## Try it
An exact reproduction of each record is required.

## Raw data
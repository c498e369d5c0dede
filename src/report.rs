//! Agreement report rendering and reference-locale formatting.
//!
//! Dates use `MM/DD/YY` for both input and output. Money is printed as
//! `$` with comma-grouped dollars and exactly two decimals.

use std::fmt::Write;

use chrono::{Datelike, NaiveDate};
use rust_decimal::Decimal;

use crate::calculation::{CURRENCY_SCALE, round_half_up};
use crate::error::{RentalError, RentalResult};
use crate::models::RentalAgreement;

/// The `chrono` pattern for agreement dates.
pub const DATE_FORMAT: &str = "%m/%d/%y";

/// Formats a date as `MM/DD/YY`.
///
/// # Example
///
/// ```
/// use tool_rental::report::format_date;
/// use chrono::NaiveDate;
///
/// assert_eq!(format_date(NaiveDate::from_ymd_opt(2020, 7, 5).unwrap()), "07/05/20");
/// ```
pub fn format_date(date: NaiveDate) -> String {
    date.format(DATE_FORMAT).to_string()
}

/// Parses a `MM/DD/YY` date. Two-digit years always land in 2000 to 2099.
///
/// # Errors
///
/// Returns [`RentalError::InvalidCheckoutDate`] if `input` is not a valid
/// `MM/DD/YY` date.
///
/// # Example
///
/// ```
/// use tool_rental::report::parse_date;
/// use chrono::NaiveDate;
///
/// assert_eq!(parse_date("09/03/15")?, NaiveDate::from_ymd_opt(2015, 9, 3).unwrap());
/// assert_eq!(parse_date("01/01/99")?, NaiveDate::from_ymd_opt(2099, 1, 1).unwrap());
/// assert!(parse_date("2015-09-03").is_err());
/// # Ok::<(), tool_rental::error::RentalError>(())
/// ```
pub fn parse_date(input: &str) -> RentalResult<NaiveDate> {
    let invalid = || RentalError::InvalidCheckoutDate {
        input: input.to_string(),
    };
    let trimmed = input.trim();
    // Exactly MM/DD/YY; chrono alone would also accept single digits.
    let well_formed = trimmed.len() == 8
        && trimmed
            .char_indices()
            .all(|(i, c)| if i == 2 || i == 5 { c == '/' } else { c.is_ascii_digit() });
    if !well_formed {
        return Err(invalid());
    }

    let parsed = NaiveDate::parse_from_str(trimmed, DATE_FORMAT).map_err(|_| invalid())?;
    // chrono maps 69-99 to the 1900s
    if parsed.year() < 2000 {
        parsed.with_year(parsed.year() + 100).ok_or_else(invalid)
    } else {
        Ok(parsed)
    }
}

/// Formats an amount as US currency, e.g. `$1,234.50`.
///
/// The amount is rounded half-up to cents first.
///
/// # Example
///
/// ```
/// use tool_rental::report::format_currency;
/// use rust_decimal::Decimal;
///
/// assert_eq!(format_currency(Decimal::new(398, 2)), "$3.98");
/// assert_eq!(format_currency(Decimal::new(123456789, 2)), "$1,234,567.89");
/// assert_eq!(format_currency(Decimal::ZERO), "$0.00");
/// ```
pub fn format_currency(amount: Decimal) -> String {
    let mut cents = round_half_up(amount);
    cents.rescale(CURRENCY_SCALE);
    let negative = cents.is_sign_negative() && !cents.is_zero();
    let digits = cents.abs().to_string();
    let (dollars, fraction) = digits.split_once('.').unwrap_or((digits.as_str(), "00"));

    let mut grouped = String::with_capacity(dollars.len() + dollars.len() / 3);
    for (i, c) in dollars.chars().enumerate() {
        if i > 0 && (dollars.len() - i) % 3 == 0 {
            grouped.push(',');
        }
        grouped.push(c);
    }

    if negative {
        format!("-${}.{}", grouped, fraction)
    } else {
        format!("${}.{}", grouped, fraction)
    }
}

/// Renders the printed rental agreement, one field per line.
///
/// # Example
///
/// ```
/// use tool_rental::catalog::ToolCatalog;
/// use tool_rental::models::RentalAgreement;
/// use tool_rental::report::render_report;
/// use chrono::NaiveDate;
///
/// let tool = *ToolCatalog::standard().lookup("LADW").unwrap();
/// let checkout = NaiveDate::from_ymd_opt(2020, 7, 2).unwrap();
/// let agreement = RentalAgreement::new(tool, 3, 10, checkout).unwrap();
///
/// let report = render_report(&agreement);
/// assert!(report.starts_with("Tool code: LADW\n"));
/// assert!(report.ends_with("Final Charge: $3.58\n"));
/// ```
pub fn render_report(agreement: &RentalAgreement) -> String {
    let tool = agreement.tool();
    let mut out = String::new();
    // Writing to a String cannot fail.
    let _ = writeln!(out, "Tool code: {}", tool.code);
    let _ = writeln!(out, "Tool type: {}", tool.tool_type);
    let _ = writeln!(out, "Tool brand: {}", tool.brand);
    let _ = writeln!(out, "Rental days: {}", agreement.rental_days());
    let _ = writeln!(out, "Check out date: {}", format_date(agreement.checkout_date()));
    let _ = writeln!(out, "Due date: {}", format_date(agreement.due_date()));
    let _ = writeln!(out, "Daily rental charge: {}", format_currency(tool.daily_charge));
    let _ = writeln!(out, "Charge days: {}", agreement.chargeable_days());
    let _ = writeln!(
        out,
        "Pre-discount charge: {}",
        format_currency(agreement.pre_discount_total())
    );
    let _ = writeln!(out, "Discount percentage: {}%", agreement.discount_percentage());
    let _ = writeln!(out, "Discount amount: {}", format_currency(agreement.discount_amount()));
    let _ = writeln!(out, "Final Charge: {}", format_currency(agreement.final_charge()));
    out
}

impl RentalAgreement {
    /// Renders the printed agreement; see [`render_report`].
    pub fn to_report(&self) -> String {
        render_report(self)
    }
}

## Answer space
repository c498e369d5c0dede
filename src/report.rs
//! Agreement report rendering and reference-locale formatting.
//!
//! Dates use `MM/DD/YY` for both input and output. Money is printed as
//! `$` with comma-grouped dollars and exactly two decimals.

use std::fmt::Write;

use chrono::{Datelike, NaiveDate};
use rust_decimal::Decimal;

use crate::calculation::{CURRENCY_SCALE, round_half_up};
use crate::error::{RentalError, RentalResult};
use crate::models::RentalAgreement;

/// The `chrono` pattern for agreement dates.
pub const DATE_FORMAT: &str = "%m/%d/%y";

/// Formats a date as `MM/DD/YY`.
///
/// # Example
///
/// ```
/// use tool_rental::report::format_date;
/// use chrono::NaiveDate;
///
/// assert_eq!(format_date(NaiveDate::from_ymd_opt(2020, 7, 5).unwrap()), "07/05/20");
/// ```
pub fn format_date(date: NaiveDate) -> String {
    date.format(DATE_FORMAT).to_string()
}

/// Parses a `MM/DD/YY` date. Two-digit years always land in 2000 to 2099.
///
/// # Errors
///
/// Returns [`RentalError::InvalidCheckoutDate`] if `input` is not a valid
/// `MM/DD/YY` date.
///
/// # Example
///
/// ```
/// use tool_rental::report::parse_date;
/// use chrono::NaiveDate;
///
/// assert_eq!(parse_date("09/03/15")?, NaiveDate::from_ymd_opt(2015, 9, 3).unwrap());
/// assert_eq!(parse_date("01/01/99")?, NaiveDate::from_ymd_opt(2099, 1, 1).unwrap());
/// assert!(parse_date("2015-09-03").is_err());
/// # Ok::<(), tool_rental::error::RentalError>(())
/// ```
pub fn parse_date(input: &str) -> RentalResult<NaiveDate> {
    let invalid = || RentalError::InvalidCheckoutDate {
        input: input.to_string(),
    };
    let trimmed = input.trim();
    // Exactly MM/DD/YY; chrono alone would also accept single digits.
    let well_formed = trimmed.len() == 8
        && trimmed
            .char_indices()
            .all(|(i, c)| if i == 2 || i == 5 { c == '/' } else { c.is_ascii_digit() });
    if !well_formed {
        return Err(invalid());
    }

    let parsed = NaiveDate::parse_from_str(trimmed, DATE_FORMAT).map_err(|_| invalid())?;
    // chrono maps 69-99 to the 1900s
    if parsed.year() < 2000 {
        parsed.with_year(parsed.year() + 100).ok_or_else(invalid)
    } else {
        Ok(parsed)
    }
}

/// Formats an amount as US currency, e.g. `$1,234.50`.
///
/// The amount is rounded half-up to cents first.
///
/// # Example
///
/// ```
/// use tool_rental::report::format_currency;
/// use rust_decimal::Decimal;
///
/// assert_eq!(format_currency(Decimal::new(398, 2)), "$3.98");
/// assert_eq!(format_currency(Decimal::new(123456789, 2)), "$1,234,567.89");
/// assert_eq!(format_currency(Decimal::ZERO), "$0.00");
/// ```
pub fn format_currency(amount: Decimal) -> String {
    let mut cents = round_half_up(amount);
    cents.rescale(CURRENCY_SCALE);
    let negative = cents.is_sign_negative() && !cents.is_zero();
    let digits = cents.abs().to_string();
    let (dollars, fraction) = digits.split_once('.').unwrap_or((digits.as_str(), "00"));

    let mut grouped = String::with_capacity(dollars.len() + dollars.len() / 3);
    for (i, c) in dollars.chars().enumerate() {
        if i > 0 && (dollars.len() - i) % 3 == 0 {
            grouped.push(',');
        }
        grouped.push(c);
    }

    if negative {
        format!("-${}.{}", grouped, fraction)
    } else {
        format!("${}.{}", grouped, fraction)
    }
}

/// Renders the printed rental agreement, one field per line.
///
/// # Example
///
/// ```
/// use tool_rental::catalog::ToolCatalog;
/// use tool_rental::models::RentalAgreement;
/// use tool_rental::report::render_report;
/// use chrono::NaiveDate;
///
/// let tool = *ToolCatalog::standard().lookup("LADW").unwrap();
/// let checkout = NaiveDate::from_ymd_opt(2020, 7, 2).unwrap();
/// let agreement = RentalAgreement::new(tool, 3, 10, checkout).unwrap();
///
/// let report = render_report(&agreement);
/// assert!(report.starts_with("Tool code: LADW\n"));
/// assert!(report.ends_with("Final Charge: $3.58\n"));
/// ```
pub fn render_report(agreement: &RentalAgreement) -> String {
    let tool = agreement.tool();
    let mut out = String::new();
    // Writing to a String cannot fail.
    let _ = writeln!(out, "Tool code: {}", tool.code);
    let _ = writeln!(out, "Tool type: {}", tool.tool_type);
    let _ = writeln!(out, "Tool brand: {}", tool.brand);
    let _ = writeln!(out, "Rental days: {}", agreement.rental_days());
    let _ = writeln!(out, "Check out date: {}", format_date(agreement.checkout_date()));
    let _ = writeln!(out, "Due date: {}", format_date(agreement.due_date()));
    let _ = writeln!(out, "Daily rental charge: {}", format_currency(tool.daily_charge));
    let _ = writeln!(out, "Charge days: {}", agreement.chargeable_days());
    let _ = writeln!(
        out,
        "Pre-discount charge: {}",
        format_currency(agreement.pre_discount_total())
    );
    let _ = writeln!(out, "Discount percentage: {}%", agreement.discount_percentage());
    let _ = writeln!(out, "Discount amount: {}", format_currency(agreement.discount_amount()));
    let _ = writeln!(out, "Final Charge: {}", format_currency(agreement.final_charge()));
    out
}

impl RentalAgreement {
    /// Renders the printed agreement; see [`render_report`].
    pub fn to_report(&self) -> String {
        render_report(self)
    }
}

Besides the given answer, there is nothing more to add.